— WHAT IS REQUIRED —
Which lines below fall between the one containing "slot.take()" and the one containing "#[derive(Debug, Clone)]"? Repeat them exactly, counting both of those lines, and add nothing else.

────────────────────────────────────────

//! Per-run cancellation and child process termination

use std::process::ExitStatus;
use std::sync::atomic::{AtomicBool, Ordering};
use std::sync::{Arc, Mutex, MutexGuard};
use std::time::Duration;
use tokio::process::Child;
use tokio::sync::Notify;

/// How a child process was brought down
#[derive(Debug)]
pub enum Termination {
    /// The process had already exited on its own
    AlreadyExited(ExitStatus),
    /// The process exited within the grace window after a terminate request
    Graceful(ExitStatus),
    /// The process was forcefully killed
    Killed,
    /// Forceful kill failed; the process may still be running
    KillFailed(String),
}

/// Cancellation state owned by a single run
///
/// Holds the stop flag and the running child, if one has been spawned. The
/// flag only ever goes from clear to set.
#[derive(Debug)]
pub struct RunContext {
    cancelled: AtomicBool,
    notify: Notify,
    child: Mutex<Option<Child>>,
    grace: Duration,
}

impl RunContext {
    pub fn new(grace: Duration) -> Arc<Self> {
        Arc::new(Self {
            cancelled: AtomicBool::new(false),
            notify: Notify::new(),
            child: Mutex::new(None),
            grace,
        })
    }

    pub fn grace(&self) -> Duration {
        self.grace
    }

    pub fn is_cancelled(&self) -> bool {
        self.cancelled.load(Ordering::SeqCst)
    }

    /// Set the stop flag and wake waiters. Returns false if it was already set.
    pub fn request(&self) -> bool {
        let first = !self.cancelled.swap(true, Ordering::SeqCst);
        if first {
            self.notify.notify_waiters();
        }
        first
    }

    /// Resolve once the stop flag is set
    pub async fn cancelled(&self) {
        loop {
            let notified = self.notify.notified();
            if self.is_cancelled() {
                return;
            }
            notified.await;
        }
    }

    fn slot(&self) -> MutexGuard<'_, Option<Child>> {
        self.child.lock().unwrap_or_else(|poisoned| poisoned.into_inner())
    }

    /// Register the running child. Hands it back if the run is already cancelled.
    pub fn attach_child(&self, child: Child) -> Result<(), Child> {
        let mut slot = self.slot();
        if self.is_cancelled() {
            return Err(child);
        }
        *slot = Some(child);
        Ok(())
    }

    /// Take ownership of the registered child, if any
    pub fn take_child(&self) -> Option<Child> {
        self.slot().take()
    }

    pub fn has_child(&self) -> bool {
        self.slot().is_some()
    }

    /// Stop the run: set the flag, then terminate the child if one is attached
    ///
    /// Safe to call at any time and more than once; later calls find no child.
    pub async fn cancel(&self) -> Option<Termination> {
        let child = {
            let mut slot = self.slot();
            self.request();
            slot.take()
        };

        match child {
            Some(child) => Some(terminate_child(child, self.grace).await),
            None => None,
        }
    }

    pub fn handle(self: &Arc<Self>) -> CancelHandle {
        CancelHandle {
            context: Arc::clone(self),
        }
    }
}

/// Cloneable handle for stopping a run from another task
#[derive(Debug, Clone)]
pub struct CancelHandle {
    context: Arc<RunContext>,
}

impl CancelHandle {
    pub async fn cancel(&self) -> Option<Termination> {
        self.context.cancel().await
    }

    /// Set the stop flag without touching the child
    pub fn request(&self) -> bool {
        self.context.request()
    }

    pub fn is_cancelled(&self) -> bool {
        self.context.is_cancelled()
    }
}

/// Ask the child to exit, then kill it if it outlives the grace window
pub async fn terminate_child(mut child: Child, grace: Duration) -> Termination {
    if let Ok(Some(status)) = child.try_wait() {
        return Termination::AlreadyExited(status);
    }

    request_exit(&mut child);

    match tokio::time::timeout(grace, child.wait()).await {
        Ok(Ok(status)) => Termination::Graceful(status),
        _ => match child.kill().await {
            Ok(()) => Termination::Killed,
            Err(e) => Termination::KillFailed(e.to_string()),
        },
    }
}

#[cfg(unix)]
fn request_exit(child: &mut Child) {
    use nix::sys::signal::{kill, Signal};
    use nix::unistd::Pid;

    // id() is None once the child has been reaped
    if let Some(pid) = child.id() {
        let _ = kill(Pid::from_raw(pid as i32), Signal::SIGTERM);
    }
}

// No graceful signal exists for console children here; go straight to kill.
#[cfg(not(unix))]
fn request_exit(child: &mut Child) {
    let _ = child.start_kill();
}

────────────────────────────────────────

— EXERCISE OUTPUT —
            slot.take()
        };

        match child {
            Some(child) => Some(terminate_child(child, self.grace).await),
            None => None,
        }
    }

    pub fn handle(self: &Arc<Self>) -> CancelHandle {
        CancelHandle {
            context: Arc::clone(self),
        }
    }
}

/// Cloneable handle for stopping a run from another task
#[derive(Debug, Clone)]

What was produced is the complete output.